Part of the book series: Lecture Notes in Computer Science ((LNCS,volume 2311))

Abstract

Soft computing (SC) is an association of computing methodologies that includes as its principal members fuzzy logic (FL), neural computing (NC), evolutionary computing (EC), and probabilistic computing (PC). These methodologies allow us to deal with imprecise, uncertain data, and incomplete domain knowledge that are encountered in real-world applications. We will describe the advantages of using SC techniques, and in particular we will focus on the synergy derived from the use of hybrid SC systems. This hybridization allows us to integrate knowledge-based and data-driven methodologies to construct models for classification, prediction, and control applications. In this presentation we will describe three real-world SC applications: the prediction of time-to-break margins in paper machines; the automated underwriting of insurance applications; and the development and tuning of raw-mix proportioning controllers for cement plants.

The first application is based on a model that periodically predicts the amount of time left before an unscheduled break of the web in a paper machine.
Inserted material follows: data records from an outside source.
//! Desired-state composer: renders the managed `~/.ssh/coder` file.
//!
//! # Layout
//!
//! ```text
//! # This file is managed by coder. DO NOT EDIT.
//! #
//! # You should not hand-edit this file, all changes will be lost when running
//! # "coder config-ssh".
//! #
//! # Last config-ssh options:          <- only when non-default options exist
//! # :ssh-option=ForwardAgent=yes
//! #
//!
//! Host coder.dev
//! 	ForwardAgent=yes                  <- user options, in order
//! 	ServerAliveInterval 30            <- deployment options, by key
//! 	HostName coder.dev                <- fixed hardening directives
//! 	ConnectTimeout=0
//! 	StrictHostKeyChecking=no
//! 	UserKnownHostsFile=/dev/null
//! 	LogLevel ERROR
//! 	ProxyCommand /usr/bin/coder --global-config /home/me/.config/coderv2 ssh --stdio dev
//! ```
//!
//! An option with an empty value (`-o LogLevel=`) drops that keyword from
//! the stanza, fixed directives included.
//!
//! The output is a pure function of its inputs and is regenerated in full
//! on every run.

use configssh_core::{
    options::{check_host_affix, record_lines},
    DeploymentSsh, Escaper, OptionSet, SyncOptions, WaitMode, WorkspaceHosts,
};

use crate::error::SyncError;

/// First line of the managed file. Anything else at the top means the
/// file is not ours.
pub const MANAGED_HEADER: &str = "# This file is managed by coder. DO NOT EDIT.";

const MANAGED_DOCS: &str = "\
#
# You should not hand-edit this file, all changes will be lost when running
# \"coder config-ssh\".
";

const OPTIONS_HEADER: &str = "\
#
# Last config-ssh options:
";

/// Where `ProxyCommand` points: the CLI binary and its config root.
/// Both are unescaped; escaping happens per entry.
#[derive(Debug, Clone, PartialEq, Eq)]
pub struct ProxyTarget {
    pub binary: String,
    pub config_root: String,
}

/// One addressable SSH destination.
#[derive(Debug, Clone, PartialEq, Eq)]
pub struct HostEntry {
    /// `workspace` or `workspace.agent`; unique within a run.
    pub display_name: String,
    /// The `Host` pattern, with prefix or suffix applied.
    pub host: String,
    /// Directive lines in stanza order, after removals.
    pub options: Vec<String>,
}

impl HostEntry {
    pub fn host_pattern(&self) -> &str {
        &self.host
    }

    fn write_to(&self, out: &mut String) {
        out.push_str(&format!("Host {}\n", self.host));
        for option in &self.options {
            out.push_str(&format!("\t{option}\n"));
        }
    }
}

/// The complete managed file for one run.
#[derive(Debug, Clone, PartialEq, Eq)]
pub struct DesiredConfig {
    pub options: SyncOptions,
    pub entries: Vec<HostEntry>,
}

impl DesiredConfig {
    pub fn render(&self) -> String {
        let mut out = String::new();
        out.push_str(MANAGED_HEADER);
        out.push('\n');
        out.push_str(MANAGED_DOCS);

        let records = record_lines(&self.options);
        if !records.is_empty() {
            out.push_str(OPTIONS_HEADER);
            for line in records {
                out.push_str(&line);
                out.push('\n');
            }
        }
        out.push_str("#\n");

        for entry in &self.entries {
            out.push('\n');
            entry.write_to(&mut out);
        }
        out
    }

    pub fn to_bytes(&self) -> Vec<u8> {
        self.render().into_bytes()
    }
}

/// Whether `data` looks like a file this module produced.
pub fn is_managed(data: &[u8]) -> bool {
    data.starts_with(MANAGED_HEADER.as_bytes())
}

/// How display names become `Host` patterns. User flags override the
/// deployment, and any suffix wins over a prefix.
enum HostNaming<'a> {
    Prefix(&'a str),
    Suffix(&'a str),
}

impl<'a> HostNaming<'a> {
    fn resolve(options: &'a SyncOptions, deployment: &'a DeploymentSsh) -> Result<Self, SyncError> {
        let suffix = options
            .hostname_suffix
            .as_deref()
            .or(deployment.hostname_suffix.as_deref())
            .filter(|s| !s.is_empty());
        let naming = match suffix {
            Some(suffix) => {
                check_host_affix("ssh-hostname-suffix", suffix)?;
                HostNaming::Suffix(suffix)
            }
            None => {
                let prefix = options
                    .host_prefix
                    .as_deref()
                    .unwrap_or(deployment.hostname_prefix.as_str());
                check_host_affix("ssh-host-prefix", prefix)?;
                HostNaming::Prefix(prefix)
            }
        };
        Ok(naming)
    }

    fn host(&self, display_name: &str) -> String {
        match self {
            HostNaming::Prefix(prefix) => format!("{prefix}{display_name}"),
            HostNaming::Suffix(suffix) => format!("{display_name}.{suffix}"),
        }
    }
}

/// Compose the desired managed file.
///
/// Workspaces are sorted by name and hostnames within a workspace are
/// sorted, so output is stable regardless of fetch order. An agent suffix
/// is applied iff the workspace has more than one agent.
pub fn compose(
    hosts: &[WorkspaceHosts],
    options: &SyncOptions,
    deployment: &DeploymentSsh,
    proxy: Option<&ProxyTarget>,
    escaper: &dyn Escaper,
) -> Result<DesiredConfig, SyncError> {
    let naming = HostNaming::resolve(options, deployment)?;
    let proxy_prefix = proxy
        .map(|p| -> Result<String, SyncError> {
            Ok(format!(
                "{} --global-config {}{} ssh --stdio{}",
                escaper.escape(&p.binary)?,
                escaper.escape(&p.config_root)?,
                header_flags(options),
                proxy_flags(options),
            ))
        })
        .transpose()?;
    let deployment_options: Vec<String> = deployment
        .ssh_config_options
        .iter()
        .map(|(key, value)| format!("{key} {value}"))
        .collect();

    let mut workspaces: Vec<&WorkspaceHosts> = hosts.iter().collect();
    workspaces.sort_by(|a, b| a.name.cmp(&b.name));

    let mut entries = Vec::new();
    for workspace in workspaces {
        let mut names: Vec<String> = match workspace.agents.as_slice() {
            [_] => vec![workspace.name.clone()],
            agents => agents
                .iter()
                .map(|agent| format!("{}.{agent}", workspace.name))
                .collect(),
        };
        names.sort();

        for display_name in names {
            let host = naming.host(&display_name);
            let mut directives = OptionSet::default();
            directives.extend(&options.ssh_options)?;
            directives.extend(&deployment_options)?;
            directives.extend([
                format!("HostName {host}"),
                "ConnectTimeout=0".to_string(),
                "StrictHostKeyChecking=no".to_string(),
                // Without this the "REMOTE HOST IDENTITY CHANGED" warning appears.
                "UserKnownHostsFile=/dev/null".to_string(),
                // Silences "Permanently added ... to the list of known hosts".
                "LogLevel ERROR".to_string(),
            ])?;
            if let Some(prefix) = &proxy_prefix {
                directives.add(&format!(
                    "ProxyCommand {prefix} {}",
                    escaper.escape(&display_name)?
                ))?;
            }
            entries.push(HostEntry {
                display_name,
                host,
                options: directives.into_lines(),
            });
        }
    }

    Ok(DesiredConfig {
        options: options.clone(),
        entries,
    })
}

/// Root flags forwarding HTTP headers to `coder ssh`, quoted for the shell.
fn header_flags(options: &SyncOptions) -> String {
    let mut flags = String::new();
    for header in &options.headers {
        flags.push_str(&format!(" --header {header:?}"));
    }
    if let Some(command) = &options.header_command {
        flags.push_str(&format!(" --header-command {command:?}"));
    }
    flags
}

fn proxy_flags(options: &SyncOptions) -> String {
    let mut flags = String::new();
    if options.wait != WaitMode::Auto {
        flags.push_str(&format!(" --wait={}", options.wait));
    }
    if options.disable_autostart {
        flags.push_str(" --disable-autostart=true");
    }
    flags
}

// ---------------------------------------------------------------------------
// Tests
// ---------------------------------------------------------------------------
The second application is based on a discrete classifier, which assigns a vector of real-valued and attribute-values inputs, representing an insurance applicant’s vital data, to a rate class, representing the correct insurance premium. The third application is based on a hierarchical fuzzy controller, which determines the correct proportion of the raw material to maintain certain properties in a cement plant.

The similarity among these applications is the common process with which their models were constructed. In all three cases, we held knowledge engineering sessions (to capture the expert knowledge) and we collected, scrubbed and aggregate process data (to define the inputs for the models). Then we encoded the expert domain knowledge using fuzzy rule-based or case-based systems. Finally, we tuned the fuzzy system parameters using either local or global search methods (NC and EC, respectively) to determine the parameter values that minimize prediction, classification, and control errors.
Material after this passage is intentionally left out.